**WORK INSTRUCTION:** Scan the records below for the word "finished" and give only the number of lines that hold it.

**DATA:**

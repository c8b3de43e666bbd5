//! Mend Core - automated incident recovery
//!
//! Given a signal that part of the system is unhealthy, the orchestrator:
//! - Plans which catalog actions to run, deduplicated and priority ordered
//! - Filters the plan through shared cooldowns
//! - Executes the remaining actions one at a time against external handlers
//! - Re-assesses health and assembles a report
//! - Publishes summary metrics, stores the report and notifies channels
//!
//! # Example
//!
//! ```rust,ignore
//! use mend_core::prelude::*;
//! use std::sync::Arc;
//!
//! # async fn example(assessor: Arc<dyn HealthAssessor>, handler: Arc<dyn RemediationHandler>) {
//! let orchestrator = RecoveryOrchestrator::builder(Arc::new(Catalog::todo_defaults()), assessor)
//!     .handlers(HandlerRegistry::new().with_handler(ActionKind::RestartService, handler))
//!     .build();
//!
//! let now = chrono::Utc::now();
//! let signal = IncidentSignal::manual(
//!     vec![UnhealthyComponent::new("TodoApiHealth", HealthStatus::Critical, now)],
//!     now,
//! );
//! let report = orchestrator.run_recovery(&signal).await;
//! println!("{} of {} actions succeeded", report.successful_actions, report.total_actions);
//! # }
//! ```

#![warn(unreachable_pub)]

pub mod clock;
pub mod config;
pub mod error;
pub mod executor;
pub mod gate;
pub mod notify;
pub mod orchestrator;
pub mod planner;
pub mod reporting;
pub mod triggers;
pub mod verifier;

pub use clock::{Clock, SystemClock};
pub use config::{Catalog, Links, RecoveryConfig};
pub use error::{ConfigError, HandlerError, HealthError, MetricsError, TransportError};
pub use executor::{ActionExecutor, HandlerRegistry, RemediationHandler};
pub use gate::{CooldownGate, Gated, COOLDOWN_ACTIVE};
pub use notify::{
    BusinessHours, DispatchSummary, Dispatcher, EscalationCondition, EscalationIncident,
    EscalationLevel, EscalationPolicy, LogTransport, NotificationChannel, Notice, RenderedMessage,
    Transport, TransportKind, TransportRegistry,
};
pub use orchestrator::{OrchestratorBuilder, RecoveryOrchestrator};
pub use planner::{admits, RecoveryPlan, RecoveryPlanner, DEGRADED_MAX_PRIORITY};
pub use reporting::{FacadeMetricsBackend, MetricUnit, MetricsBackend, ReportEmitter};
pub use triggers::{evaluate_rules, CompositeRule};
pub use verifier::{HealthAssessor, HealthVerifier};

/// Prelude module for common imports
pub mod prelude {
    //! Common imports for wiring an orchestrator
    pub use crate::{
        Catalog, Clock, Dispatcher, HandlerError, HandlerRegistry, HealthAssessor, HealthError,
        MetricsBackend, NotificationChannel, RecoveryConfig, RecoveryOrchestrator,
        RemediationHandler, SystemClock, Transport, TransportKind, TransportRegistry,
    };
    pub use mend_signal::{
        ActionKind, ActionStatus, HealthStatus, IncidentSignal, RecoveryActionSpec,
        RecoveryReport, Severity, SystemHealth, UnhealthyComponent,
    };
    pub use mend_store::{CooldownStore, HistoryStore, MemoryCooldownStore, MemoryHistoryStore};
}

/// Version of this crate
pub const VERSION: &str = env!("CARGO_PKG_VERSION");
//! Recovery orchestrator
//!
//! Drives one recovery run per incident signal through a strictly linear
//! state machine:
//!
//! ```text
//! Planning -> Filtering -> Executing -> Verifying -> Reporting -> Notified
//! ```
//!
//! Every stage turns its failures into data (skipped or failed results, an
//! unavailable health payload, a dispatch summary) and the run always
//! advances. [`RecoveryOrchestrator::run_recovery`] therefore cannot fail.
//! Concurrent runs share only the cooldown store.

use mend_signal::{IncidentSignal, RecoveryReport, RunId, RunStage};
use mend_store::{CooldownStore, HistoryStore, MemoryCooldownStore, MemoryHistoryStore};
use std::sync::Arc;
use tracing::Instrument;

use crate::clock::{Clock, SystemClock};
use crate::config::{Catalog, RecoveryConfig};
use crate::executor::{ActionExecutor, HandlerRegistry};
use crate::gate::CooldownGate;
use crate::notify::{Dispatcher, EscalationIncident, EscalationPolicy, TransportRegistry};
use crate::planner::{RecoveryPlan, RecoveryPlanner};
use crate::reporting::{FacadeMetricsBackend, MetricsBackend, ReportEmitter};
use crate::verifier::{HealthAssessor, HealthVerifier};

/// Builder for [`RecoveryOrchestrator`]
///
/// Only the catalog and the health assessor are required. Everything else
/// defaults to in-process implementations: memory cooldowns and history,
/// the `metrics` facade, no notification channels, the system clock.
pub struct OrchestratorBuilder {
    catalog: Arc<Catalog>,
    assessor: Arc<dyn HealthAssessor>,
    handlers: HandlerRegistry,
    cooldowns: Option<Arc<dyn CooldownStore>>,
    history: Option<Arc<dyn HistoryStore>>,
    metrics: Option<Arc<dyn MetricsBackend>>,
    dispatcher: Option<Dispatcher>,
    critical_policy: Option<EscalationPolicy>,
    clock: Option<Arc<dyn Clock>>,
}

impl OrchestratorBuilder {
    /// With remediation handlers
    #[must_use]
    pub fn handlers(mut self, handlers: HandlerRegistry) -> Self {
        self.handlers = handlers;
        self
    }

    /// With cooldown store
    #[must_use]
    pub fn cooldown_store(mut self, store: Arc<dyn CooldownStore>) -> Self {
        self.cooldowns = Some(store);
        self
    }

    /// With history store
    #[must_use]
    pub fn history_store(mut self, store: Arc<dyn HistoryStore>) -> Self {
        self.history = Some(store);
        self
    }

    /// With metrics backend
    #[must_use]
    pub fn metrics(mut self, backend: Arc<dyn MetricsBackend>) -> Self {
        self.metrics = Some(backend);
        self
    }

    /// With notification dispatcher
    #[must_use]
    pub fn dispatcher(mut self, dispatcher: Dispatcher) -> Self {
        self.dispatcher = Some(dispatcher);
        self
    }

    /// Escalation policy whose level 0 fires for CRITICAL-class signals
    #[must_use]
    pub fn critical_policy(mut self, policy: EscalationPolicy) -> Self {
        self.critical_policy = Some(policy);
        self
    }

    /// With time source
    #[must_use]
    pub fn clock(mut self, clock: Arc<dyn Clock>) -> Self {
        self.clock = Some(clock);
        self
    }

    /// Assemble the orchestrator
    #[must_use]
    pub fn build(self) -> RecoveryOrchestrator {
        let clock: Arc<dyn Clock> = match self.clock {
            Some(clock) => clock,
            None => Arc::new(SystemClock),
        };
        let cooldowns: Arc<dyn CooldownStore> = match self.cooldowns {
            Some(store) => store,
            None => Arc::new(MemoryCooldownStore::new()),
        };
        let history: Arc<dyn HistoryStore> = match self.history {
            Some(store) => store,
            None => Arc::new(MemoryHistoryStore::new()),
        };
        let metrics: Arc<dyn MetricsBackend> = match self.metrics {
            Some(backend) => backend,
            None => Arc::new(FacadeMetricsBackend::new()),
        };
        let dispatcher = self
            .dispatcher
            .unwrap_or_else(|| Dispatcher::new(Vec::new(), TransportRegistry::new()));

        RecoveryOrchestrator {
            planner: RecoveryPlanner::new(self.catalog),
            gate: CooldownGate::new(Arc::clone(&cooldowns)),
            executor: ActionExecutor::new(self.handlers, cooldowns, Arc::clone(&clock)),
            verifier: HealthVerifier::new(self.assessor, Arc::clone(&clock)),
            emitter: ReportEmitter::new(metrics, history),
            dispatcher,
            critical_policy: self.critical_policy,
            clock,
        }
    }
}

/// Runs incident recoveries end to end
pub struct RecoveryOrchestrator {
    planner: RecoveryPlanner,
    gate: CooldownGate,
    executor: ActionExecutor,
    verifier: HealthVerifier,
    emitter: ReportEmitter,
    dispatcher: Dispatcher,
    critical_policy: Option<EscalationPolicy>,
    clock: Arc<dyn Clock>,
}

impl std::fmt::Debug for RecoveryOrchestrator {
    fn fmt(&self, f: &mut std::fmt::Formatter<'_>) -> std::fmt::Result {
        f.debug_struct("RecoveryOrchestrator")
            .field("planner", &self.planner)
            .field("executor", &self.executor)
            .field("dispatcher", &self.dispatcher)
            .field("critical_policy", &self.critical_policy.as_ref().map(|p| &p.name))
            .finish_non_exhaustive()
    }
}

fn advance(stage: &mut RunStage) {
    if let Some(next) = stage.next() {
        tracing::debug!(from = %stage, to = %next, "stage transition");
        *stage = next;
    }
}

impl RecoveryOrchestrator {
    /// Start building over `catalog`, verifying through `assessor`
    #[must_use]
    pub fn builder(catalog: Arc<Catalog>, assessor: Arc<dyn HealthAssessor>) -> OrchestratorBuilder {
        OrchestratorBuilder {
            catalog,
            assessor,
            handlers: HandlerRegistry::new(),
            cooldowns: None,
            history: None,
            metrics: None,
            dispatcher: None,
            critical_policy: None,
            clock: None,
        }
    }

    /// Builder pre-filled from `config`
    ///
    /// Takes the catalog, channels, business hours, links and critical
    /// policy, and applies the configured TTL and retention to the
    /// in-memory stores.
    #[must_use]
    pub fn from_config(
        config: &RecoveryConfig,
        assessor: Arc<dyn HealthAssessor>,
        transports: TransportRegistry,
    ) -> OrchestratorBuilder {
        let mut builder = Self::builder(Arc::new(config.catalog.clone()), assessor)
            .dispatcher(Dispatcher::from_config(config, transports))
            .cooldown_store(Arc::new(MemoryCooldownStore::with_ttl(config.cooldown_ttl())))
            .history_store(Arc::new(MemoryHistoryStore::with_retention(config.history_retention())));
        if let Some(policy) = config.critical_escalation() {
            builder = builder.critical_policy(policy.clone());
        }
        builder
    }

    /// The plan a signal would produce, before cooldowns
    #[must_use]
    pub fn plan(&self, signal: &IncidentSignal) -> RecoveryPlan {
        self.planner.plan(signal)
    }

    /// Notification dispatcher, for scheduled escalation levels
    #[inline]
    #[must_use]
    pub fn dispatcher(&self) -> &Dispatcher {
        &self.dispatcher
    }

    /// Run one recovery for `signal`
    ///
    /// Returns once notification attempts have finished. Callers must treat
    /// [`RecoveryReport::is_total_failure`] as fatal and alert through
    /// their own channel.
    pub async fn run_recovery(&self, signal: &IncidentSignal) -> RecoveryReport {
        let run_id = RunId::new();
        let span = tracing::info_span!(
            "recovery_run",
            run_id = %run_id,
            trigger = %signal.trigger,
            trigger_id = %signal.id
        );
        self.run(run_id, signal).instrument(span).await
    }

    async fn run(&self, run_id: RunId, signal: &IncidentSignal) -> RecoveryReport {
        let started_at = self.clock.now();
        let mut stage = RunStage::Planning;
        tracing::info!(
            components = signal.unhealthy_components.len(),
            critical = signal.critical,
            "recovery run started"
        );

        let plan = self.planner.plan(signal);
        advance(&mut stage);

        let gated = self.gate.filter(plan, self.clock.now()).await;
        advance(&mut stage);

        let results = self.executor.execute(gated).await;
        advance(&mut stage);

        let health_after = self.verifier.verify().await;
        advance(&mut stage);

        let mut report = RecoveryReport::assemble(
            run_id,
            signal.id,
            signal.trigger,
            signal.critical,
            started_at,
            self.clock.now(),
            results,
        )
        .with_health(signal.system_health.clone(), health_after);
        self.emitter.emit(&report).await;

        let now = self.clock.now();
        let mut notifications = self.dispatcher.dispatch_report(&report, now).await;
        if signal.critical {
            match &self.critical_policy {
                Some(policy) => {
                    let incident = EscalationIncident::from_signal(signal);
                    notifications.merge(
                        self.dispatcher
                            .notify_level(policy, 0, &incident, true, now)
                            .await,
                    );
                }
                None => tracing::warn!("critical signal but no critical escalation policy configured"),
            }
        }
        report.notifications = notifications;
        advance(&mut stage);
        report.stage = stage;

        if report.is_total_failure() {
            tracing::error!(
                failed = report.failed_actions,
                notifications_attempted = report.notifications.attempted.len(),
                "recovery run delivered no remediation and no notification"
            );
        } else {
            tracing::info!(
                total = report.total_actions,
                successful = report.successful_actions,
                failed = report.failed_actions,
                skipped = report.skipped_actions,
                delivered = report.notifications.delivered_count(),
                duration_ms = report.duration_ms(),
                "recovery run finished"
            );
        }
        report
    }
}

#[cfg(test)]
mod tests {
    use super::*;
    use crate::error::HealthError;
    use async_trait::async_trait;
    use mend_signal::{HealthAfter, SystemHealth};
    use std::collections::BTreeMap;

    struct Healthy;

    #[async_trait]
    impl HealthAssessor for Healthy {
        async fn assess_health(&self) -> Result<SystemHealth, HealthError> {
            Ok(SystemHealth::from_components(BTreeMap::new(), chrono::Utc::now()))
        }
    }

    #[tokio::test]
    async fn empty_signal_reaches_notified_with_no_actions() {
        let orchestrator = RecoveryOrchestrator::builder(Arc::new(Catalog::todo_defaults()), Arc::new(Healthy)).build();
        let signal = IncidentSignal::manual(Vec::new(), chrono::Utc::now());

        let report = orchestrator.run_recovery(&signal).await;
        assert_eq!(report.total_actions, 0);
        assert_eq!(report.success_rate(), 0.0);
        assert_eq!(report.stage, RunStage::Notified);
        assert!(matches!(report.system_health_after, HealthAfter::Assessed { .. }));
        assert!(!report.is_total_failure());
    }

    #[test]
    fn advance_walks_the_stages() {
        let mut stage = RunStage::Planning;
        for _ in 0..10 {
            advance(&mut stage);
        }
        assert_eq!(stage, RunStage::Notified);
    }
}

**RESPONSE:** 2